During a fight with my boyfriend, he begged me to tell him how I was feeling.

“Nothing,” I responded. And I meant it. “I feel nothing.”

Later, while we were in the car, I screamed.

I talk about this in therapy, but only after my wonderful therapist called me out. Even in her office, I tend to recount stories as if they didn’t happen to me, intellectually analyzing events and avoiding discussions about how things actually made me feel.

My therapist isn’t big on worksheets or homework, so I was surprised when after one session, she excused herself to get something for me. What she handed me was a piece of paper I didn’t know I needed: a Wheel of Emotions. It’s a simple chart, with different levels of color-coded emotions, meant to help those who possess it identify how they’re feeling. I stared at it, and was hooked.

My “Wheel of Emotions,” crinkled up from being in my purse.

Maybe it’s because I’m a writer, or maybe it’s because the colors are nice, but I’ve found this to be one of the more helpful tools I’ve been given for my mental health. For me, what makes the Wheel of Emotions so great is that it starts out relatively vague, and then moves on to more specific, intense emotions. Now when I, for example, reference this tool when talking to my boyfriend (yes, this has happened), I start by looking at the emotions in the middle. Even if I think I feel nothing about what we’re talking about, I can usually at least choose an emotion to start. My options are: Bad, Fearful, Angry, Disgusted, Sad, Happy, Surprised.

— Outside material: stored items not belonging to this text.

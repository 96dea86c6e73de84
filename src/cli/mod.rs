//! CLI command definitions and parsing
use clap::{Parser, Subcommand};
use std::path::PathBuf;

#[derive(Parser, Debug)]
#[command(
    name = "retriage",
    version,
    about = "Duplicate-detection engine for crowdsourced vulnerability reports",
    long_about = "Retriage ranks previously indexed vulnerability reports against a newly \
                  submitted one and decides whether the new report is a re-submission. The \
                  corpus is rebuilt from a JSONL export of the system of record on every run."
)]
pub struct Cli {
    /// Global config file path (defaults to ~/.config/retriage/config.toml)
    #[arg(short, long, global = true, value_name = "FILE")]
    pub config: Option<PathBuf>,

    /// Enable verbose logging
    #[arg(short, long, global = true)]
    pub verbose: bool,

    #[command(subcommand)]
    pub command: Commands,
}

#[derive(Subcommand, Debug)]
pub enum Commands {
    /// Rank indexed reports against one query report
    Detect {
        /// Id of the query report (must appear in the reports file)
        id: String,

        /// JSONL file of raw reports, one object per line
        #[arg(short, long, value_name = "FILE")]
        reports: PathBuf,

        /// Only consider candidates from this program
        #[arg(short, long)]
        program: Option<String>,

        /// Maximum number of results to return
        #[arg(short, long, default_value = "10")]
        limit: usize,

        /// Show results in JSON format
        #[arg(long)]
        json: bool,
    },

    /// Run detection for several report ids, skipping ids that fail
    Batch {
        /// Ids of the query reports
        #[arg(required = true)]
        ids: Vec<String>,

        /// JSONL file of raw reports, one object per line
        #[arg(short, long, value_name = "FILE")]
        reports: PathBuf,

        /// Only consider candidates from this program
        #[arg(short, long)]
        program: Option<String>,

        /// Show results in JSON format
        #[arg(long)]
        json: bool,
    },

    /// Discover duplicate clusters across the whole corpus
    Clusters {
        /// JSONL file of raw reports, one object per line
        #[arg(short, long, value_name = "FILE")]
        reports: PathBuf,

        /// Restrict clustering to this program
        #[arg(short, long)]
        program: Option<String>,

        /// Clustering cut-off (defaults to the configured value)
        #[arg(short, long)]
        threshold: Option<f64>,

        /// Show results in JSON format
        #[arg(long)]
        json: bool,
    },

    /// Show corpus statistics for a reports file
    Stats {
        /// JSONL file of raw reports, one object per line
        #[arg(short, long, value_name = "FILE")]
        reports: PathBuf,
    },

    /// Manage configuration
    Config {
        #[command(subcommand)]
        action: ConfigAction,
    },
}

#[derive(Subcommand, Debug)]
pub enum ConfigAction {
    /// Print the active configuration
    Show,

    /// Write a default configuration file
    Init {
        /// Overwrite an existing configuration file
        #[arg(long)]
        force: bool,
    },

    /// Validate a configuration file
    Validate {
        /// File to validate (defaults to the standard location)
        file: Option<PathBuf>,
    },
}

impl Cli {
    pub fn parse_args() -> Self {
        Self::parse()
    }
}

If I can’t pinpoint exactly how I’m feeling, but know, at the very least, I feel “bad,” I can then move on to the next layer. (Do I feel Bored, Busy, Stressed or Tired?) Then, I can even go one step deeper. If I feel Stressed, do I also feel Overwhelmed or Out of Control? Do I feel both? Even if there isn’t one “perfect” label  to sum up how I’m feeling, it sets me in the right direction. It gives me some language to talk about how I feel. It’s better than “nothing.”

According to American psychologist Dr. Robert Plutchik, humans can experience 34,000 distinguishable emotions. He developed a wheel of emotions that looks a little different than mine, which you can find here. As stated in the resource about navigating Plutchik’s Wheel of Emotions, the “deeper” you get on the wheel, the more intense the emotional response. No matter what your Wheel of Emotions looks like, the concept is still the same — humans are capable of so many vast and complicated emotions. Identifying them is a practice. Dealing with them can be a strength. I included a bigger (and hopefully easier to read) version of my Wheel of Emotions below so you can take a look:

Click here to view full size version. Image via www.classtools.net.

Even before I was given my new favorite piece of paper, slowly but surely I’ve been getting better at feeling my feels. Anger has gotten a little easier to process. I’m trying to take away shame from feelings I think are “illogical” or “wrong.” I’m trying to own myself as an emotional person, and remind myself that while burying “bad” emotions is tempting, and even “helps me” in the short-term, it always bites me in the end. It inhibits my growth, rather than helping it, and just because I can push through bad feelings doesn’t mean I have to.

The magic thing about processing and identifying emotions while they’re happening is that afterwards, I often feel lighter. I can deal with what I’m going through without giving the storm festering inside of me more fuel. Identifying my emotions, with the aid of my dear wheel, has been a big help on my own mental health journey. If you’re someone who struggles with identifying emotions, I hope it’s a tool that can help you too.